▶ THE PROBLEM: Output each record exactly, with nothing omitted.

[SOURCE INFORMATION Boundary: Start]

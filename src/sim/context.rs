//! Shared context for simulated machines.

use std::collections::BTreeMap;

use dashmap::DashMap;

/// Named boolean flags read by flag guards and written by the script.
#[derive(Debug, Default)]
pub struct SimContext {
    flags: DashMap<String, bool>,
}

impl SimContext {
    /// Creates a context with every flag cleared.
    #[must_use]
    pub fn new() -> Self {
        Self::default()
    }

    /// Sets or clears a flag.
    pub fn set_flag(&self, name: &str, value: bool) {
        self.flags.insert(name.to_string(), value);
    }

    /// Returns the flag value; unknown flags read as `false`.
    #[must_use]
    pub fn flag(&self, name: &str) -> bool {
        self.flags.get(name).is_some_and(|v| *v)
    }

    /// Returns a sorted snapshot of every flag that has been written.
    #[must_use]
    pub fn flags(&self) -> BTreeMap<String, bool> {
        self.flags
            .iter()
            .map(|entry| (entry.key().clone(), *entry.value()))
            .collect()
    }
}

[SOURCE INFORMATION Boundary: End]

▶ SOLUTION TO THIS TASK:
filename src/sim/context.rs
//! Shared context for simulated machines.

use std::collections::BTreeMap;

use dashmap::DashMap;

/// Named boolean flags read by flag guards and written by the script.
#[derive(Debug, Default)]
pub struct SimContext {
    flags: DashMap<String, bool>,
}

impl SimContext {
    /// Creates a context with every flag cleared.
    #[must_use]
    pub fn new() -> Self {
        Self::default()
    }

    /// Sets or clears a flag.
    pub fn set_flag(&self, name: &str, value: bool) {
        self.flags.insert(name.to_string(), value);
    }

    /// Returns the flag value; unknown flags read as `false`.
    #[must_use]
    pub fn flag(&self, name: &str) -> bool {
        self.flags.get(name).is_some_and(|v| *v)
    }

    /// Returns a sorted snapshot of every flag that has been written.
    #[must_use]
    pub fn flags(&self) -> BTreeMap<String, bool> {
        self.flags
            .iter()
            .map(|entry| (entry.key().clone(), *entry.value()))
            .collect()
    }
}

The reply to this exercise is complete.